“I shall be two next year,” Gilberte declared.
They could be serious also. She asked him about his writing, wanted to read what he had printed. He refused, on the pretext that he was not satisfied. Nevertheless, he showed her a letter from the editor of an important review, a letter teeming with compliments.
He lent her his favorite books and she devoured them.
Mme. de la Vaudraye was in ecstasies. She was now certain that her dream would be realized. She was too clever to betray her delight and hid it under demonstrations of gratitude:
“How sweet of you, my dear Gilberte, to tame that wild savage! You will make quite a courtier of him.”
And she added, with a sigh:
“Oh, if you could only turn him into a more attentive son and make him more grateful to his mother for all the sacrifices she has made for him!”
The discord between Mme. de la Vaudraye and Guillaume was Gilberte’s greatest grief. Her love of harmony prompted her to make continual endeavours at reconciliation which were bound to fail as much because of the mother’s arid artificiality as of the son’s stubbornness and reserve.

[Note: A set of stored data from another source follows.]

//! HTTP response wrapper with Salesforce error decoding.

use serde::de::DeserializeOwned;

use crate::error::{Error, ErrorKind, Result};

/// A received HTTP response.
#[derive(Debug)]
pub struct Response {
    inner: reqwest::Response,
}

impl Response {
    pub(crate) fn new(inner: reqwest::Response) -> Self {
        Self { inner }
    }

    pub fn status(&self) -> u16 {
        self.inner.status().as_u16()
    }

    pub fn is_success(&self) -> bool {
        self.inner.status().is_success()
    }

    pub fn header(&self, name: &str) -> Option<&str> {
        self.inner.headers().get(name)?.to_str().ok()
    }

    pub fn content_type(&self) -> Option<&str> {
        self.header("content-type")
    }

    /// `Sforce-Locator` header, used to page Bulk API result sets.
    pub fn sforce_locator(&self) -> Option<&str> {
        self.header("sforce-locator").filter(|l| *l != "null")
    }

    pub async fn text(self) -> Result<String> {
        self.inner.text().await.map_err(Into::into)
    }

    pub async fn json<T: DeserializeOwned>(self) -> Result<T> {
        let body = self.inner.bytes().await?;
        serde_json::from_slice(&body).map_err(Into::into)
    }

    /// Pass 2xx responses through; turn anything else into a typed error.
    pub async fn error_for_status(self) -> Result<Response> {
        if self.is_success() {
            return Ok(self);
        }
        let status = self.status();
        let body = self.text().await.unwrap_or_default();
        Err(parse_error_response(status, &body))
    }
}

/// Salesforce REST error payload.
#[derive(Debug, serde::Deserialize)]
struct SalesforceErrorResponse {
    #[serde(alias = "errorCode")]
    error_code: String,
    message: String,
    fields: Option<Vec<String>>,
}

impl From<SalesforceErrorResponse> for ErrorKind {
    fn from(err: SalesforceErrorResponse) -> Self {
        ErrorKind::SalesforceApi {
            error_code: err.error_code,
            message: sanitize_error_message(&err.message),
            fields: err.fields.unwrap_or_default(),
        }
    }
}

fn parse_error_response(status: u16, body: &str) -> Error {
    if let Ok(errors) = serde_json::from_str::<Vec<SalesforceErrorResponse>>(body) {
        if let Some(err) = errors.into_iter().next() {
            return Error::new(err.into());
        }
    }
    if let Ok(err) = serde_json::from_str::<SalesforceErrorResponse>(body) {
        return Error::new(err.into());
    }

    let sanitized = sanitize_error_message(body);
    let kind = match status {
        401 => ErrorKind::Authentication(sanitized),
        403 => ErrorKind::Authorization(sanitized),
        404 => ErrorKind::NotFound(sanitized),
        _ => ErrorKind::Http {
            status,
            message: sanitized,
        },
    };
    Error::new(kind)
}

/// Strip session tokens from a message and cap its length.
pub(crate) fn sanitize_error_message(message: &str) -> String {
    const MAX_LENGTH: usize = 500;

    let mut sanitized = message.to_string();

    // Session tokens are the org id, a `!`, then the opaque part.
    if let Ok(token) = regex_lite::Regex::new(r"00[A-Za-z0-9]{13,}![A-Za-z0-9_.]+") {
        sanitized = token.replace_all(&sanitized, "[REDACTED_TOKEN]").to_string();
    }
    if let Ok(sid) = regex_lite::Regex::new(r"sid=[A-Za-z0-9]{20,}") {
        sanitized = sid.replace_all(&sanitized, "sid=[REDACTED]").to_string();
    }

    if sanitized.len() > MAX_LENGTH {
        let mut cut = MAX_LENGTH;
        while !sanitized.is_char_boundary(cut) {
            cut -= 1;
        }
        sanitized.truncate(cut);
        sanitized.push_str("...[truncated]");
    }

    sanitized
}
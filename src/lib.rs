// PDF Markdown Service - HTTP microservice converting base64 PDFs to Markdown

pub mod config;
pub mod middleware;
pub mod models;
pub mod pipeline;
pub mod routes;
pub mod types;
pub mod utils;

// Re-exports for convenience
pub use config::Config;
pub use models::AppState;
pub use pipeline::{load_pipeline, ConversionPipeline, PipelineHandle};

pub fn create_router(state: AppState) -> axum::Router {
    routes::create_router(state)
}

She had to give up the attempt.
But she suffered another pain, arising from her extreme sensitiveness: at the close of day, she could no longer go to the ruined summer-house without a certain sense of discomfort. Her unknown friend was faithful to the daily tryst which they had made with their dreams; and, though Gilberte herself never failed to keep it, she felt as though she had done him some wrong. With her eyes fixed on the distant mountains melting into the deep blue of the heavens, she let herself drift into vague reveries, far, very far away from the homely valley where her first friend patiently waited for her thoughts to return to him. It was at such times, when the darkness overtook her amidst this delightful torpor, that she seemed to be coming back from a long journey. She was almost angry with herself. But why? She could not have said.